United States

Feds' bait-and-switch move gets mixed reviews

Upside: Increased state-based incentive programs
Downside: Flawed federal legislation; underdeveloped production infrastructure in many of the states with incentive programs
State Film Offices:
New Jersey:
New Mexico:
New York:

Finally, after years of complaints about foreign governments wooing away productions with tax incentives and cheap labor, the U.S. government decided to do something about it. By most accounts, it failed.

In October, the Bush administration and Congress passed the American Jobs Creation Act, which includes a film and TV provision that would grant investors a 100% writeoff — in the year the costs are incurred — for any production with a budget of $15 million or less.

Most important, the act as drafted permitted gains on sales on the film held for more than one year to be treated as capital gains — which are taxed at 15% — rather than ordinary income, which is taxed at 35%.

Initially, the bill was hailed as a major victory for the independent sector, but that enthusiasm was short-lived. In January, the Joint Committee on Taxation announced that the capital-gains clause was unintended and would most likely be revoked, and that budgets would include participation and residual deals, thus making fewer projects eligible for the $15 million condition.

“We were really excited about (the act) when it was passed, but it’s become clear that it just doesn’t work,” says Tim Williams, of New York production outfit GreeneStreet Films. “I don’t think it’ll make a damn bit of difference to our investors.”

Schuyler Moore, a partner at corporate law firm Stroock & Stroock and the author of the treatise “Taxation of the Entertainment Industry,” agrees. “Let’s put it this way,” says Moore, “not a single film is being shot in the states because of the act, and no film will ever be shot here because of it. And that’s a promise.”

Others, however, are not quite as dismissive.

“We might not get all the presents under the tree, but there’s enough there to get some excellent business started,” says Steven Beer, partner at entertainment law firm Greenberg Traurig. “You still have the ability to write off the production expenses within the first year against passive income. There’s enough meat on the bone to make this a satisfactory meal.”

But Moore argues that film companies need financing, not tax deductions, and that the deductions can’t be used to raise financing because if the deduction is transferred to investors, the film company gets hit with tax on 100% of the gross income from the film.

In the meantime, legislation at the state level has been met with a considerably warmer reception, and tangible results.

Louisiana, whose incentive program has been in effect since 2002, continues to lead the way.
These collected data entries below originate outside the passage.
//! Memoized dataset loading.
//!
//! A [`DatasetLoader`] keeps one [`CanonicalDataset`] per source path,
//! tagged with the file's [`SourceSignature`]. A later `load` of the same
//! path returns the cached `Arc` while the signature is unchanged and
//! rebuilds when the file has been modified.

use std::collections::HashMap;
use std::io;
use std::path::{Path, PathBuf};
use std::sync::{Arc, Mutex, MutexGuard};
use std::time::SystemTime;

use log::debug;

use super::loader::load_dataset;
use super::model::CanonicalDataset;
use crate::config::PipelineConfig;
use crate::error::DataSourceError;

/// Identity of a source file's contents as seen by the filesystem.
#[derive(Debug, Clone, PartialEq, Eq)]
pub struct SourceSignature {
    pub path: PathBuf,
    pub len: u64,
    pub modified: Option<SystemTime>,
}

impl SourceSignature {
    pub fn of(path: &Path) -> Result<Self, DataSourceError> {
        let io_err = |source: io::Error| {
            if source.kind() == io::ErrorKind::NotFound {
                DataSourceError::NotFound {
                    path: path.to_path_buf(),
                }
            } else {
                DataSourceError::Io {
                    path: path.to_path_buf(),
                    source,
                }
            }
        };
        let canonical = std::fs::canonicalize(path).map_err(io_err)?;
        let meta = std::fs::metadata(&canonical).map_err(io_err)?;
        Ok(SourceSignature {
            path: canonical,
            len: meta.len(),
            modified: meta.modified().ok(),
        })
    }
}

struct CacheEntry {
    signature: SourceSignature,
    dataset: Arc<CanonicalDataset>,
    /// Paths callers used for this source, for lookups once the file is gone.
    requested: Vec<PathBuf>,
}

/// Loads listings files and memoizes the canonical dataset per source.
pub struct DatasetLoader {
    config: PipelineConfig,
    cache: Mutex<HashMap<PathBuf, CacheEntry>>,
}

impl Default for DatasetLoader {
    fn default() -> Self {
        Self::new(PipelineConfig::default())
    }
}

impl DatasetLoader {
    pub fn new(config: PipelineConfig) -> Self {
        Self {
            config,
            cache: Mutex::new(HashMap::new()),
        }
    }

    pub fn config(&self) -> &PipelineConfig {
        &self.config
    }

    // Entries are immutable `Arc`s, so a poisoned lock still guards
    // consistent data.
    fn entries(&self) -> MutexGuard<'_, HashMap<PathBuf, CacheEntry>> {
        self.cache.lock().unwrap_or_else(|poisoned| poisoned.into_inner())
    }

    /// Load `path`, reusing the cached dataset while the file is unchanged.
    ///
    /// The lock is held across lookup and rebuild so concurrent callers for
    /// one signature always observe the same dataset.
    pub fn load(&self, path: &Path) -> Result<Arc<CanonicalDataset>, DataSourceError> {
        let signature = SourceSignature::of(path)?;
        let mut entries = self.entries();

        if let Some(entry) = entries.get_mut(&signature.path) {
            if entry.signature == signature {
                debug!("dataset cache hit for {}", signature.path.display());
                if !entry.requested.iter().any(|p| p == path) {
                    entry.requested.push(path.to_path_buf());
                }
                return Ok(Arc::clone(&entry.dataset));
            }
            debug!(
                "source changed, rebuilding dataset for {}",
                signature.path.display()
            );
        } else {
            debug!("dataset cache miss for {}", signature.path.display());
        }

        let dataset = Arc::new(load_dataset(&signature.path, &self.config)?);
        entries.insert(
            signature.path.clone(),
            CacheEntry {
                signature,
                dataset: Arc::clone(&dataset),
                requested: vec![path.to_path_buf()],
            },
        );
        Ok(dataset)
    }

    /// Drop the cached dataset for `path`. Returns whether one was cached.
    pub fn invalidate(&self, path: &Path) -> bool {
        let mut entries = self.entries();
        let Some(key) = cache_key(&entries, path) else {
            return false;
        };
        let removed = entries.remove(&key).is_some();
        if removed {
            debug!("invalidated cached dataset for {}", key.display());
        }
        removed
    }

    pub fn clear(&self) {
        self.entries().clear();
    }

    pub fn is_cached(&self, path: &Path) -> bool {
        let entries = self.entries();
        cache_key(&entries, path).is_some_and(|key| entries.contains_key(&key))
    }
}

/// Canonical key for `path`. When the file can no longer be resolved, fall
/// back to the entry that was loaded through the same path.
fn cache_key(entries: &HashMap<PathBuf, CacheEntry>, path: &Path) -> Option<PathBuf> {
    match std::fs::canonicalize(path) {
        Ok(canonical) => Some(canonical),
        Err(_) => entries
            .iter()
            .find(|(_, entry)| entry.requested.iter().any(|p| p == path))
            .map(|(key, _)| key.clone()),
    }
}

#[cfg(test)]
mod tests {
    use super::*;

    const HEADER: &str = "name,neighbourhood,room_type,latitude,longitude,price,number_of_reviews\n";

    fn write_listings(path: &Path, rows: usize) {
        let mut text = String::from(HEADER);
        for i in 0..rows {
            text.push_str(&format!(
                "flat {i},Roma Norte,Entire home/apt,19.41,-99.16,\"${},000\",{i}\n",
                i + 1
            ));
        }
        std::fs::write(path, text).unwrap();
    }

    #[test]
    fn repeated_load_returns_same_dataset() {
        let dir = tempfile::tempdir().unwrap();
        let path = dir.path().join("listings.csv");
        write_listings(&path, 20);

        let loader = DatasetLoader::default();
        let first = loader.load(&path).unwrap();
        let second = loader.load(&path).unwrap();
        assert!(Arc::ptr_eq(&first, &second));
        assert!(loader.is_cached(&path));
    }

    #[test]
    fn changed_file_rebuilds() {
        let dir = tempfile::tempdir().unwrap();
        let path = dir.path().join("listings.csv");
        write_listings(&path, 20);

        let loader = DatasetLoader::default();
        let first = loader.load(&path).unwrap();
        write_listings(&path, 40);
        let second = loader.load(&path).unwrap();

        assert!(!Arc::ptr_eq(&first, &second));
        assert_eq!(first.report().rows_in, 20);
        assert_eq!(second.report().rows_in, 40);
    }

    #[test]
    fn explicit_invalidation() {
        let dir = tempfile::tempdir().unwrap();
        let path = dir.path().join("listings.csv");
        write_listings(&path, 10);

        let loader = DatasetLoader::default();
        let first = loader.load(&path).unwrap();
        assert!(loader.invalidate(&path));
        assert!(!loader.invalidate(&path));
        let second = loader.load(&path).unwrap();
        assert!(!Arc::ptr_eq(&first, &second));

        loader.clear();
        assert!(!loader.is_cached(&path));
    }

    #[test]
    fn invalidate_after_file_is_deleted() {
        let dir = tempfile::tempdir().unwrap();
        let path = dir.path().join("listings.csv");
        write_listings(&path, 10);
        // Not the canonical form of `path`.
        std::fs::create_dir(dir.path().join("sub")).unwrap();
        let indirect = dir.path().join("sub").join("..").join("listings.csv");

        let loader = DatasetLoader::default();
        loader.load(&indirect).unwrap();
        std::fs::remove_file(&path).unwrap();

        assert!(loader.is_cached(&indirect));
        assert!(loader.invalidate(&indirect));
        assert!(!loader.is_cached(&indirect));
        assert!(!loader.invalidate(&indirect));
    }

    #[test]
    fn missing_file_is_a_data_source_error() {
        let dir = tempfile::tempdir().unwrap();
        let loader = DatasetLoader::default();
        let err = loader.load(&dir.path().join("absent.csv")).unwrap_err();
        assert!(matches!(err, DataSourceError::NotFound { .. }));
    }
}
The package, which combines a 10%-15% investor tax credit, labor tax credit and a sales tax exemption, brought $300 million in production money to the state in 2004.

Productions already completed in Louisiana this year include “All the King’s Men,” “The Dukes of Hazzard,” “Lady Luck,” “Locusts,” “Faith of my Fathers” and “Retirement.”

Recently, the climate has become much more competitive, with more than 10 states now offering significant programs combining exemptions, credits and outright rebates.

The most significant new player is New York state, which passed a bill in August offering a 10% tax rebate to all production expenses incurred in state, providing a production shoot at an approved stage. (New York City kicked in an additional 5% in January.)

Other states offering major incentives include Florida, Hawaii, Illinois, Mississippi, Missouri, New Jersey, New Mexico, Pennsylvania, and Utah. Plus, California Gov. Arnold Schwarzenegger has been waging a very public campaign to pass an incentive bill. “Every day, it seems like the situation is changing, with the states trying to leapfrog over each to get more business,” says Greenberg Traurig partner Randy Paul. “But it’s not all that simple. Some states have the crews for a lot of productions, and some states don’t. And how quickly does the money come back, and in what form? It has significantly picked up here, but compared to some of the other countries, in terms of incentives the U.S. is lagging behind.”